Top 5 Things to See and Do in Milwaukee, Wisconsin

From my hotel that used to be a Gimbels department store to the hopelessly cute Asian lady beetles in the lakefront Veterans Park that were attracted to my orange fleece jacket, Milwaukee continually offered up one unexpected little delight after another. Having diverged from its beery reputation, Milwaukee now presents a wide variety of attractions, but I think its best ones are also some of its oldest. These are my favorites.

#1 Explore the Milwaukee Public Museum

Milwaukee Public Museum, Milwaukee, WisconsinThis combined natural and human history museum boasts 4.5 million objects that cover anthropology, biology, geology, history, and zoology. Originally opened in 1884, the Milwaukee Public Museum has been housed in its downtown location since 1962, spread out over three floors. Exhibits took me around the world, from a tribal South Pacific village to an Arctic igloo to a dense rain forest. My favorite parts were the large-scale dioramas that you can walk through, immersing yourself in an Indian marketplace, a Latin American street, and a European village before returning to the “Streets of Old Milwaukee,” which transported me back 100 years as I strolled through the nighttime streets of the city. Another highlight is the butterfly wing, where I walked through a lush tropical garden while these silent free-flying insects flittered about me in flashes of brilliant color. After you exit there, checking yourself in mirrors for any hitchhikers, you can enjoy a show in the museum’s planetarium or the first IMAX in Wisconsin.
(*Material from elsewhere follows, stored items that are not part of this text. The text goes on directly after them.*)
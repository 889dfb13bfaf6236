// This Source Code Form is subject to the terms of the Mozilla Public
// License, v. 2.0. If a copy of the MPL was not distributed with this
// file, You can obtain one at http://mozilla.org/MPL/2.0/.

// Use the "built" crate to generate some useful build-time information,
// including the git hash and compiler version. What is generated is controlled
// by the crate features "git2" and "chrono" in Cargo.toml.
fn main() {
    built::write_built_file().expect("Failed to acquire build-time information");
}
#2 Have Sunday Brunch at the Pfister Hotel

Pfister Hotel, Milwaukee, WisconsinMy best meal in Milwaukee was the tremendous brunch at the opulent Pfister Hotel, the grandest of the city’s old-world luxury establishments, opened in 1893 and still a beacon of style and character. Held in The Rouge, one of the hotel’s classic dining rooms, the $40 brunch features carving stations, a made-to-order pasta station, and a mimosa and Bloody Mary bar — just a few of the more than 40 items you can feast on. In the mood for breakfast? Enjoy a champagne and orange juice; a giant pepper, cheese, and mushroom omelet; blintzes; and crispy bacon and toast. Prefer lunch instead? Help yourself to some tilapia, chicken, penne with alfredo sauce, ravioli with Maine lobster, braised pork, and cranberry-scallion wild rice. Of course, you’ll want to finish with something sweet, which means a generous serving of fresh fruit and a large selection of decadent desserts, ranging from pumpkin pie with cinnamon whipped cream to key lime pie shooters to chocolate layer cake. After you’ve satisfied your edacious appetite, you can start to burn off all those calories with a walk around the hotel to admire the largest hotel collection of Victorian art in the world.

#3 Tour the Pabst Mansion

Pabst Mansion, Milwaukee, WisconsinThe fortunes of Milwaukee’s beer industry are very much in evidence at the Captain Frederick Pabst Mansion. The founder of Pabst Brewing Company built his magnificent Flemish Renaissance structure in 1892 (with an additional pavilion that was originally the Pabst showcase at the World’s Columbian Exposition in Chicago in 1893), and it immediately became the premier residence in the city, boasting 66 rooms, including 10 bathrooms on five floors, 210 windows, 137 doors (including beautiful pocket doors), 14 fireplaces, and 14 hidden compartments in the study. Remarkable woodwork pervades the home — banisters, ceilings, wainscoting, hops bud finials accenting the Grand Staircase, no floor in any of the rooms alike (and some of it relocated from Bavarian castles). The Pabst family didn’t get to appreciate the grandeur of their mansion for very long — the captain and his wife were both dead by 1908 — and the mansion was sold to the Archdiocese of Milwaukee, which, in turn, sold it in 1975 to a party that ultimately wanted to raze it for a parking structure. Fortunately, preservationists stepped in, and today the building remains a throwback to the glamor and style of America’s Gilded Age.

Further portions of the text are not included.